The seat of democracy doesn't get a vote – and seven other ways in which Washington, DC is constitutionally weird

The Capitol: heart of the Washington street plan. Image: Getty.

“This is a weird town,” an American friend of mine told me a few years ago, after he moved from New York to Washington, DC.

He was referring to the company town aspect of the American capital: the fact a substantial chunk of its population works in or around the government, and stands apart from the rest of the city. The disproportionately white Beltway Bubble even looks different from the largely African-American city that surrounds it.

But Washington is weird in its very form and structure, too: in its boundaries, its politics, and its relationship to the country that surrounds it. Consider.

Washington, DC was created to make it less likely that revolutionary politicians would get shot by their own troops.

When, in 1776, the 13 colonies first declared their independence from Britain, their representatives met in a succession of different cities, and their most frequent meeting place was Philadelphia. That didn’t last, though. In 1783, a bunch of soldiers, pissed off by the fact they hadn’t been paid recently, besieged Independence Hall, and the governor of Pennsylvania refused to call in the militia to clear them out.

This had two results. One was that Congress fled to Princeton, New Jersey, thus putting a sizeable dent in Philadelphia’s claim to be the natural seat of the US government. The other was that its members started to think that maybe they could do with being based somewhere where they weren’t dependent on the goodwill of an individual state government.

So the constitution included provision for the creation of a city governed directly by Congress. Article One, Section Eight, of the Constitution permits the establishment of a

“District (not exceeding ten miles square) as may, by cession of particular states, and the acceptance of Congress, become the seat of the government of the United States”.

Washington is where it is because of a row over debt.
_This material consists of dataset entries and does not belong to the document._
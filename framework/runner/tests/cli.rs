use std::process::Command;

use exec_harness_summariser::ComparisonReport;
use exec_harness_summary_model::{load_summary_runs, RunStatus, Strategy, RUN_SUMMARY_PATH_ENV};

#[test]
fn compares_strategies_and_writes_report() {
    let dir = tempfile::tempdir().unwrap();
    let set_path = dir.path().join("breakfast.toml");
    std::fs::write(
        &set_path,
        r#"
name = "breakfast"

[[workload]]
name = "coffee"
wait_secs = 0.3

[[workload]]
name = "toast"
wait_secs = 0.1
"#,
    )
    .unwrap();
    let report_path = dir.path().join("report.json");
    let summary_path = dir.path().join("run_summary.jsonl");

    let output = Command::new(env!("CARGO_BIN_EXE_exec-harness"))
        .arg("--workloads-file")
        .arg(&set_path)
        .arg("--strategy=cooperative-concurrent,threaded")
        .arg("--no-progress")
        .arg("--persist")
        .arg("--output")
        .arg(&report_path)
        .env(RUN_SUMMARY_PATH_ENV, &summary_path)
        .output()
        .unwrap();
    assert!(
        output.status.success(),
        "stderr: {}",
        String::from_utf8_lossy(&output.stderr)
    );

    let report: ComparisonReport =
        serde_json::from_reader(std::fs::File::open(&report_path).unwrap()).unwrap();
    assert_eq!(Some(Strategy::Sequential), report.baseline);
    assert_eq!(
        vec![
            Strategy::Sequential,
            Strategy::CooperativeConcurrent,
            Strategy::Threaded
        ],
        report
            .strategies
            .iter()
            .map(|s| s.strategy)
            .collect::<Vec<_>>()
    );
    assert!(report
        .strategies
        .iter()
        .all(|s| s.status == RunStatus::Complete));

    let concurrent = report.strategy(Strategy::CooperativeConcurrent).unwrap();
    assert!(concurrent.speedup_vs_baseline.unwrap() > 1.1);

    let stdout = String::from_utf8_lossy(&output.stdout);
    assert!(stdout.contains("cooperative-concurrent"));

    assert_eq!(3, load_summary_runs(&summary_path).unwrap().len());
}

#[test]
fn unknown_preset_fails() {
    let output = Command::new(env!("CARGO_BIN_EXE_exec-harness"))
        .arg("--workloads=brunch")
        .arg("--no-progress")
        .output()
        .unwrap();
    assert!(!output.status.success());
    assert!(String::from_utf8_lossy(&output.stderr).contains("kitchen-wait"));
}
The constitution, though, didn’t specify where the new city should be located. This inevitably became a matter of some debate, with several different states coming forward with their own proposals.

The northern states generally felt the new capital should be located inside one of the new country’s existing urban centres – Boston, New York, Philadelphia – all of which, oddly enough, were in the north. The southern ones, by contrast, wanted something in the south to ensure the new government understood and appreciated their specific economic interests – in short, farming and slavery.

The latter won out. The “Compromise of 1790” saw the federal government assume the states’ debts from the War of Independence. In exchange, the southern states, which had largely already paid off their debts – were, in effect, agreeing to bail out the north – got the capital.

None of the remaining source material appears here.